» **Exercise directions**
Give again, word for word, each line from the top of the listing through the line that holds "pub name: &'static".

» **Data shown**
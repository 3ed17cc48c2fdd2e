//! Static copy for the about page and the video hub.
//!
//! These tables are editorial content, not league data, so they ship with
//! the binary instead of coming from the API.

pub struct Fact {
    pub label: &'static str,
    pub value: &'static str,
}

pub const ABOUT_INTRO: &str = "Kabaddi is a contact team sport played between two sides of seven. \
A raider crosses into the opposing half, tags as many defenders as possible, and returns \
without being tackled, all on a single breath.";

pub const ABOUT_FACTS: [Fact; 5] = [
    Fact { label: "Players per side", value: "7 on the mat, up to 12 in the squad" },
    Fact { label: "Match length", value: "Two halves of 20 minutes" },
    Fact { label: "Raid clock", value: "30 seconds per raid" },
    Fact { label: "All Out", value: "2 bonus points when a side clears the mat" },
    Fact { label: "Do-or-Die", value: "Third consecutive empty raid must score" },
];

pub struct Term {
    pub name: &'static str,
    pub meaning: &'static str,
}

pub const GLOSSARY: [Term; 5] = [
    Term { name: "Super Raid", meaning: "A raid that earns three or more points." },
    Term { name: "Super Tackle", meaning: "A tackle made with three or fewer defenders on the mat." },
    Term { name: "Bonus point", meaning: "Awarded when a raider crosses the bonus line with six or more defenders." },
    Term { name: "Super 10", meaning: "Ten or more raid points by one player in a match." },
    Term { name: "High 5", meaning: "Five or more tackle points by one player in a match." },
];

pub struct Video {
    pub title: &'static str,
    pub category: &'static str,
    pub duration: &'static str,
    pub url: &'static str,
}

pub const VIDEOS: [Video; 6] = [
    Video {
        title: "Season highlights",
        category: "Highlights",
        duration: "12:40",
        url: "https://www.youtube.com/results?search_query=kabaddi+league+highlights",
    },
    Video {
        title: "Top 10 Super Raids",
        category: "Top plays",
        duration: "8:15",
        url: "https://www.youtube.com/results?search_query=kabaddi+super+raid",
    },
    Video {
        title: "Top 10 Super Tackles",
        category: "Top plays",
        duration: "7:52",
        url: "https://www.youtube.com/results?search_query=kabaddi+super+tackle",
    },
    Video {
        title: "How a raid works",
        category: "Explainers",
        duration: "4:05",
        url: "https://www.youtube.com/results?search_query=how+to+play+kabaddi",
    },
    Video {
        title: "Final: extended highlights",
        category: "Highlights",
        duration: "22:10",
        url: "https://www.youtube.com/results?search_query=kabaddi+league+final",
    },
    Video {
        title: "Captains' press conference",
        category: "Interviews",
        duration: "15:30",
        url: "https://www.youtube.com/results?search_query=kabaddi+captains",
    },
];

/// Distinct video categories in table order.
#[must_use]
pub fn video_categories() -> Vec<&'static str> {
    let mut out: Vec<&'static str> = Vec::new();
    for v in &VIDEOS {
        if !out.contains(&v.category) {
            out.push(v.category);
        }
    }
    out
}

/// Videos in `category`, or all of them for `None`.
#[must_use]
pub fn videos_in(category: Option<&str>) -> Vec<&'static Video> {
    VIDEOS.iter().filter(|v| category.is_none_or(|c| v.category.eq_ignore_ascii_case(c))).collect()
}
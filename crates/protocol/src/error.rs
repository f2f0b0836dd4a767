use thiserror::Error;

#[derive(Error, Debug)]
pub enum ProtocolError {
    #[error("Failed to decode inbound frame: {0}")]
    Decode(#[source] serde_json::Error),

    #[error("Failed to encode outbound frame: {0}")]
    Encode(#[source] serde_json::Error),
}
use crate::error::ProtocolError;
use core_types::{AgentEvent, ArbitrageOpportunity, Truck};
use serde::{Deserialize, Serialize};

/// The `data` envelope of state snapshot frames.
///
/// Both fields are optional on the wire: a frame that carries only `trucks`
/// must leave the event log untouched, and vice versa (partial-update
/// semantics).
#[derive(Debug, Clone, Default, PartialEq, Serialize, Deserialize)]
pub struct StatePayload {
    #[serde(default, skip_serializing_if = "Option::is_none")]
    pub trucks: Option<Vec<Truck>>,
    #[serde(default, skip_serializing_if = "Option::is_none")]
    pub events: Option<Vec<AgentEvent>>,
}

/// A frame pushed by the fleet service over the persistent channel.
///
/// The wire format is a single JSON object tagged by a `type` field, with
/// the per-kind payload under `data`. Tags the client does not know map to
/// `Unrecognized` instead of failing the decode, so a newer server never
/// crashes an older client.
#[derive(Debug, Clone, PartialEq, Serialize, Deserialize)]
#[serde(tag = "type", rename_all = "snake_case")]
pub enum InboundFrame {
    /// Full snapshot sent right after the handshake.
    InitialState {
        #[serde(default)]
        data: StatePayload,
    },
    /// Periodic incremental snapshot.
    StateUpdate {
        #[serde(default)]
        data: StatePayload,
    },
    /// A new cost-saving proposal; replaces any outstanding one.
    ArbitrageOpportunity { data: ArbitrageOpportunity },
    /// Server confirmation that the pending proposal was executed.
    ArbitrageExecuted,
    /// Liveness reply to our `ping`. No state change.
    Pong,
    #[serde(other)]
    Unrecognized,
}

/// A frame sent by the client back to the fleet service.
#[derive(Debug, Clone, PartialEq, Serialize, Deserialize)]
#[serde(tag = "type", rename_all = "snake_case")]
pub enum OutboundFrame {
    ExecuteArbitrage {
        #[serde(rename = "truckId")]
        truck_id: String,
    },
    Ping,
}

/// Decodes one inbound text frame. Callers drop and log failures; a decode
/// error must never tear the channel down.
pub fn decode_inbound(text: &str) -> Result<InboundFrame, ProtocolError> {
    serde_json::from_str(text).map_err(ProtocolError::Decode)
}

/// Encodes one outbound frame to its wire representation.
pub fn encode_outbound(frame: &OutboundFrame) -> Result<String, ProtocolError> {
    serde_json::to_string(frame).map_err(ProtocolError::Encode)
}

#[cfg(test)]
mod tests {
    use super::*;
    use rust_decimal_macros::dec;

    #[test]
    fn decodes_state_update_with_trucks_only() {
        let frame = decode_inbound(
            r#"{
                "type": "state_update",
                "data": {
                    "trucks": [{
                        "id": "TRK-305",
                        "driver": "Rajesh Kumar",
                        "cargoValue": 85000,
                        "status": "delayed",
                        "velocity": 32,
                        "position": [77.5946, 12.9716]
                    }]
                }
            }"#,
        )
        .unwrap();

        match frame {
            InboundFrame::StateUpdate { data } => {
                let trucks = data.trucks.unwrap();
                assert_eq!(trucks.len(), 1);
                assert_eq!(trucks[0].id, "TRK-305");
                assert!(data.events.is_none());
            }
            other => panic!("unexpected frame: {other:?}"),
        }
    }

    #[test]
    fn decodes_initial_state_without_data_field() {
        let frame = decode_inbound(r#"{"type": "initial_state"}"#).unwrap();
        assert_eq!(
            frame,
            InboundFrame::InitialState { data: StatePayload::default() }
        );
    }

    #[test]
    fn decodes_arbitrage_opportunity() {
        let frame = decode_inbound(
            r#"{
                "type": "arbitrage_opportunity",
                "data": {"truckId": "TRK-402", "action": "reroute", "netSavings": 4250}
            }"#,
        )
        .unwrap();
        match frame {
            InboundFrame::ArbitrageOpportunity { data } => {
                assert_eq!(data.truck_id, "TRK-402");
                assert_eq!(data.net_savings, dec!(4250));
            }
            other => panic!("unexpected frame: {other:?}"),
        }
    }

    #[test]
    fn unknown_tag_maps_to_unrecognized() {
        let frame =
            decode_inbound(r#"{"type": "weather_alert", "data": {"region": "NH-48"}}"#).unwrap();
        assert_eq!(frame, InboundFrame::Unrecognized);
    }

    #[test]
    fn malformed_json_is_a_decode_error() {
        assert!(decode_inbound("{not json").is_err());
    }

    #[test]
    fn encodes_execute_arbitrage_with_camel_case_truck_id() {
        let wire = encode_outbound(&OutboundFrame::ExecuteArbitrage {
            truck_id: "TRK-402".to_string(),
        })
        .unwrap();
        assert_eq!(wire, r#"{"type":"execute_arbitrage","truckId":"TRK-402"}"#);
    }

    #[test]
    fn pong_and_executed_are_bare_tags() {
        assert_eq!(decode_inbound(r#"{"type":"pong"}"#).unwrap(), InboundFrame::Pong);
        assert_eq!(
            decode_inbound(r#"{"type":"arbitrage_executed","timestamp":"x"}"#).unwrap(),
            InboundFrame::ArbitrageExecuted
        );
    }
}
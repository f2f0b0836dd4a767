pub mod enums;
pub mod error;
pub mod structs;

// Re-export the core types to provide a clean public API.
pub use enums::{ConnectionPhase, EventCategory, EventSeverity, TruckStatus};
pub use error::CoreError;
pub use structs::{AgentEvent, ArbitrageOpportunity, ConnectionStatus, Coordinate, Truck};
use thiserror::Error;

#[derive(Error, Debug)]
pub enum StreamError {
    #[error("Invalid stream endpoint: {0}")]
    InvalidEndpoint(#[from] url::ParseError),
}
pub mod error;
pub mod frames;

// Re-export the frame types to provide a clean public API.
pub use error::ProtocolError;
pub use frames::{decode_inbound, encode_outbound, InboundFrame, OutboundFrame, StatePayload};
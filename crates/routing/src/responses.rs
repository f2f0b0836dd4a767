use core_types::Coordinate;
use serde::Deserialize;

/// Top-level shape of an OSRM `/route/v1` response.
#[derive(Debug, Deserialize)]
pub struct OsrmResponse {
    pub code: String,
    #[serde(default)]
    pub routes: Vec<OsrmRoute>,
}

#[derive(Debug, Deserialize)]
pub struct OsrmRoute {
    /// Total distance in meters.
    pub distance: f64,
    /// Total duration in seconds.
    pub duration: f64,
    pub geometry: OsrmGeometry,
}

/// GeoJSON LineString geometry as returned with `geometries=geojson`.
#[derive(Debug, Deserialize)]
pub struct OsrmGeometry {
    pub coordinates: Vec<Coordinate>,
}
use thiserror::Error;

#[derive(Error, Debug)]
pub enum CoreError {
    #[error("Invalid coordinate '{0}': expected 'lon,lat'")]
    InvalidCoordinate(String),
}
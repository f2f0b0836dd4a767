use core_types::Coordinate;

/// Mean Earth radius in meters, as used by the routing service.
const EARTH_RADIUS_M: f64 = 6_371_000.0;

/// Great-circle distance between two points in meters (Haversine formula).
pub fn haversine_distance(a: Coordinate, b: Coordinate) -> f64 {
    let phi1 = a.lat.to_radians();
    let phi2 = b.lat.to_radians();
    let delta_phi = (b.lat - a.lat).to_radians();
    let delta_lambda = (b.lon - a.lon).to_radians();

    let h = (delta_phi / 2.0).sin().powi(2)
        + phi1.cos() * phi2.cos() * (delta_lambda / 2.0).sin().powi(2);
    let c = 2.0 * h.sqrt().atan2((1.0 - h).sqrt());

    EARTH_RADIUS_M * c
}

/// Formats a distance for display: whole meters below 1 km, otherwise
/// kilometers to one decimal place.
pub fn format_distance(meters: f64) -> String {
    if meters < 1000.0 {
        format!("{} m", meters.round() as i64)
    } else {
        format!("{:.1} km", meters / 1000.0)
    }
}

/// Formats a duration in seconds as hours and minutes, omitting the hours
/// component when it is zero.
pub fn format_duration(seconds: f64) -> String {
    let total = seconds.max(0.0) as u64;
    let hours = total / 3600;
    let minutes = (total % 3600) / 60;

    if hours > 0 {
        format!("{}h {}m", hours, minutes)
    } else {
        format!("{}m", minutes)
    }
}
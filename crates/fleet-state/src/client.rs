use crate::reducer::FleetState;
use core_types::{ConnectionPhase, ConnectionStatus};
use stream_client::StreamHandle;
use tokio::sync::watch;

/// Couples a [`FleetState`] reducer to a live stream handle: inbound frames
/// and connection transitions flow into the state, and the two local actions
/// are wired back through the connection manager.
pub struct FleetClient {
    state: FleetState,
    handle: StreamHandle,
    status: watch::Receiver<ConnectionStatus>,
}

impl FleetClient {
    pub fn new(handle: StreamHandle) -> Self {
        let status = handle.status_stream();
        Self {
            state: FleetState::default(),
            handle,
            status,
        }
    }

    /// The current observable state.
    pub fn state(&self) -> &FleetState {
        &self.state
    }

    /// Waits for the next frame or connection transition and folds it into
    /// the state. Returns `false` once the channel is finished for good
    /// (attempts exhausted or the stream task is gone).
    pub async fn tick(&mut self) -> bool {
        tokio::select! {
            frame = self.handle.next_frame() => match frame {
                Some(frame) => {
                    self.state.apply_frame(frame);
                    true
                }
                None => {
                    // The task is gone; fold its final transition before
                    // reporting the channel as finished.
                    let current = self.status.borrow_and_update().clone();
                    self.state.apply_status(&current);
                    false
                }
            },
            changed = self.status.changed() => {
                let current = self.status.borrow_and_update().clone();
                self.state.apply_status(&current);
                changed.is_ok() && current.phase != ConnectionPhase::ClosedExhausted
            },
        }
    }

    /// Executes the pending opportunity: optimistic local event plus an
    /// outbound frame through the connection manager. No-op when nothing is
    /// pending.
    pub fn execute_arbitrage(&mut self) {
        if let Some(frame) = self.state.execute_arbitrage() {
            self.handle.send(frame);
        }
    }

    /// Dismisses the pending opportunity locally. Nothing is sent.
    pub fn dismiss_arbitrage(&mut self) {
        self.state.dismiss_arbitrage();
    }
}
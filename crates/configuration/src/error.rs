use thiserror::Error;

#[derive(Error, Debug)]
pub enum ConfigError {
    #[error("Failed to load configuration: {0}")]
    Load(#[from] config::ConfigError),
}
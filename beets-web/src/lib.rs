//! beets-web - Browser front-end for a beets music library
//!
//! Browse, search and filter the library, drill into items, run `beet`
//! commands, trigger imports, and inspect or edit the beets configuration,
//! all against the beets HTTP API.

pub mod app_service;
pub mod pages;

use app_service::AppService;
use beets_core::ClientConfig;
use dioxus::prelude::*;
use pages::{AppLayout, Commands, Import, Library, Settings};
use tracing::debug;

pub const MAIN_CSS: Asset = asset!("/assets/main.css");
/// Tailwind's play CDN compiles the utility classes used by the components
/// at load time.
pub const TAILWIND_CDN: &str = "https://cdn.tailwindcss.com";

#[derive(Debug, Clone, Routable, PartialEq)]
#[rustfmt::skip]
pub enum Route {
    #[layout(AppLayout)]
    #[route("/")]
    Library {},
    #[route("/commands")]
    Commands {},
    #[route("/import")]
    Import {},
    #[route("/settings")]
    Settings {},
}

/// Startup configuration from the page URL: the API defaults to the page's
/// origin and the query string may override it.
pub fn config_from_window() -> ClientConfig {
    let Some(location) = web_sys_x::window().map(|w| w.location()) else {
        return ClientConfig::default();
    };
    let origin = location.origin().unwrap_or_default();
    let search = location.search().unwrap_or_default();
    ClientConfig::from_location(&origin, &search)
}

#[component]
pub fn App() -> Element {
    debug!("Rendering app component");

    let config = use_context::<ClientConfig>();
    let app_service = use_hook(move || AppService::new(config));
    use_context_provider(|| app_service.clone());

    rsx! {
        document::Link { rel: "stylesheet", href: MAIN_CSS }
        document::Script { src: TAILWIND_CDN }
        div { class: "min-h-screen", Router::<Route> {} }
    }
}
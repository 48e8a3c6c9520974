use crate::app_service::use_app;
use beets_ui::stores::AppStateStoreExt;
use beets_ui::CommandConsoleView;
use dioxus::prelude::*;

#[component]
pub fn Commands() -> Element {
    let app = use_app();
    let command_value = app.state.command_input().read().clone();

    rsx! {
        CommandConsoleView {
            state: app.state.console(),
            command_value,
            on_command_input: {
                let app = app.clone();
                move |text: String| app.set_command_input(text)
            },
            on_execute: {
                let app = app.clone();
                move |_| app.run_command()
            },
            on_clear: move |_| app.clear_console(),
        }
    }
}
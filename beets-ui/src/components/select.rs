//! Native `<select>` styled for the dark theme

use dioxus::prelude::*;

/// One option of a [`SelectField`]
#[derive(Clone, Debug, PartialEq, Eq)]
pub struct SelectChoice {
    pub value: String,
    pub label: String,
}

impl SelectChoice {
    pub fn new(value: impl Into<String>, label: impl Into<String>) -> Self {
        Self {
            value: value.into(),
            label: label.into(),
        }
    }
}

#[component]
pub fn SelectField(
    value: String,
    choices: Vec<SelectChoice>,
    onchange: EventHandler<String>,
    /// Label of a leading empty option, e.g. "All artists"
    #[props(default)]
    placeholder: Option<String>,
    #[props(default)] disabled: bool,
    #[props(default)] aria_label: Option<String>,
) -> Element {
    rsx! {
        select {
            class: "bg-gray-800 border border-gray-700 rounded-lg px-3 py-1.5 text-sm text-gray-300 focus:outline-none focus:ring-1 focus:ring-indigo-500/50 disabled:opacity-50",
            disabled,
            aria_label: aria_label.as_deref(),
            onchange: move |e| onchange.call(e.value()),
            if let Some(placeholder) = &placeholder {
                option { value: "", selected: value.is_empty(), "{placeholder}" }
            }
            for choice in choices.iter() {
                option {
                    key: "{choice.value}",
                    value: "{choice.value}",
                    selected: choice.value == value,
                    "{choice.label}"
                }
            }
        }
    }
}
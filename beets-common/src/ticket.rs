/// Generation stamp attached to an issued request.
///
/// A response is only applied when its ticket is still the newest one its
/// tracker has issued; anything older lost the race to a later request.
#[derive(Debug, Clone, Copy, PartialEq, Eq, Hash)]
pub struct Ticket(u64);

/// Issues tickets for one kind of request.
#[derive(Debug, Clone, Default, PartialEq, Eq)]
pub struct RequestTracker {
    generation: u64,
}

impl RequestTracker {
    pub fn new() -> Self {
        Self::default()
    }

    /// Issue a ticket, making every previously issued ticket stale.
    pub fn issue(&mut self) -> Ticket {
        self.generation += 1;
        Ticket(self.generation)
    }

    pub fn is_current(&self, ticket: Ticket) -> bool {
        ticket.0 == self.generation
    }

    /// Make every outstanding ticket stale without issuing a new one.
    pub fn invalidate(&mut self) {
        self.generation += 1;
    }
}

» **Solved exercise**
repository 3ed17cc48c2fdd2e
//! Static copy for the about page and the video hub.
//!
//! These tables are editorial content, not league data, so they ship with
//! the binary instead of coming from the API.

pub struct Fact {
    pub label: &'static str,
    pub value: &'static str,
}

pub const ABOUT_INTRO: &str = "Kabaddi is a contact team sport played between two sides of seven. \
A raider crosses into the opposing half, tags as many defenders as possible, and returns \
without being tackled, all on a single breath.";

pub const ABOUT_FACTS: [Fact; 5] = [
    Fact { label: "Players per side", value: "7 on the mat, up to 12 in the squad" },
    Fact { label: "Match length", value: "Two halves of 20 minutes" },
    Fact { label: "Raid clock", value: "30 seconds per raid" },
    Fact { label: "All Out", value: "2 bonus points when a side clears the mat" },
    Fact { label: "Do-or-Die", value: "Third consecutive empty raid must score" },
];

pub struct Term {
    pub name: &'static str,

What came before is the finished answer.